Nessa altura percebi onde é que estava. Sem querer, o funcionário, ao tocar-me sem pudor, tinha-me posto um dos olhos rente ao plástico e, como este era transparente, dava para ver o ambiente à minha volta. E vi então, penduradas na parede, uma série de bonecas insufláveis de sutiã e cuecas e com muito mau aspecto. Fiquei de tal maneira amargurada que, por momentos, desejei permanecer uma alforreca para sempre, mas era tarde demais. Com cuidado, e muito mais pudor que o outro, o homem do lixo estava a tirar-me do saco e a repetir num tom zangado
não ouviste o que é que eu disse? quero que a enchas, pá, assim como àquelas na parede!
Depois de me remexerem toda, de me virarem para cima e para baixo, de me voltarem para a esquerda e depois para a direita e de eu estar quase a escorregar pelo balcão, o funcionário concluiu
lamento, mas não dá!
Para mim foi um alívio, mas o homem do lixo não se deu por satisfeito e voltou a repetir, separando as palavras
eu disse que quero que tu enchas essa gaja, pá! queres que fale mais devagar?!
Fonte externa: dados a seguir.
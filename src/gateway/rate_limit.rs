//! Connection-attempt rate limiting.
//!
//! Sliding-window admission control per user, independent of rooms. Each
//! `allow` call purges attempts older than the window, checks the count
//! against the maximum, and records the new attempt if under it.
//!
//! Exceeding the limit is policy, not an error: the gateway closes that
//! attempt with the rate-limit close code and moves on; nothing is ever
//! retried server-side.

use std::collections::{HashMap, VecDeque};
use std::time::Duration;

use metrics::counter;
use tokio::sync::Mutex;
use tokio::time::Instant;

use crate::domain::UserId;
use crate::observability::metrics as m;

/// Per-user sliding window of connection attempts.
///
/// Windows are purely in-memory; entries evict on the next `allow` call
/// for the user or during the periodic [`cleanup`](Self::cleanup) sweep
/// owned by the gateway lifecycle.
#[derive(Debug)]
pub struct ConnectionRateLimiter {
    max_attempts: usize,
    window: Duration,
    attempts: Mutex<HashMap<UserId, VecDeque<Instant>>>,
}

impl ConnectionRateLimiter {
    /// Creates a limiter allowing `max_attempts` per `window` per user.
    pub fn new(max_attempts: usize, window: Duration) -> Self {
        Self {
            max_attempts,
            window,
            attempts: Mutex::new(HashMap::new()),
        }
    }

    /// Default policy: 10 attempts per rolling 60 seconds.
    pub fn with_defaults() -> Self {
        Self::new(10, Duration::from_secs(60))
    }

    /// Whether a new connection attempt by `user_id` is admitted now.
    pub async fn allow(&self, user_id: UserId) -> bool {
        self.allow_at(user_id, Instant::now()).await
    }

    /// Window check at an explicit instant. The `allow` entry point uses
    /// the current time; tests drive this directly.
    pub async fn allow_at(&self, user_id: UserId, now: Instant) -> bool {
        let mut attempts = self.attempts.lock().await;
        let window = attempts.entry(user_id).or_default();

        while let Some(oldest) = window.front() {
            if now.duration_since(*oldest) >= self.window {
                window.pop_front();
            } else {
                break;
            }
        }

        if window.len() >= self.max_attempts {
            counter!(m::RATE_LIMIT_REJECTIONS).increment(1);
            tracing::info!(user_id = %user_id, attempts = window.len(), "connection attempt rate-limited");
            return false;
        }

        window.push_back(now);
        true
    }

    /// Evicts users whose every attempt has aged out of the window.
    ///
    /// Runs as a gateway-owned background task so idle users do not pin
    /// memory forever.
    pub async fn cleanup(&self) {
        let now = Instant::now();
        let mut attempts = self.attempts.lock().await;
        attempts.retain(|_, window| {
            window
                .back()
                .map(|last| now.duration_since(*last) < self.window)
                .unwrap_or(false)
        });
    }

    /// Number of users currently holding a window (for tests/metrics).
    pub async fn tracked_users(&self) -> usize {
        self.attempts.lock().await.len()
    }
}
ó amigo! mas a gaja não tem pipo! como é que quer que eu a encha?!
Sem mais conversas desta vez, voltei para dentro do saco. Confesso que preferia assim! Uma gaja como eu lá podia ter um pipo!
era só o que faltava!
disse o homem
era só o que faltava...
pensei eu
e, passado meia hora, lá recolhi ao armário, ainda a pensar no pipo
ora, ora! era só o que faltava! uma gaja como eu...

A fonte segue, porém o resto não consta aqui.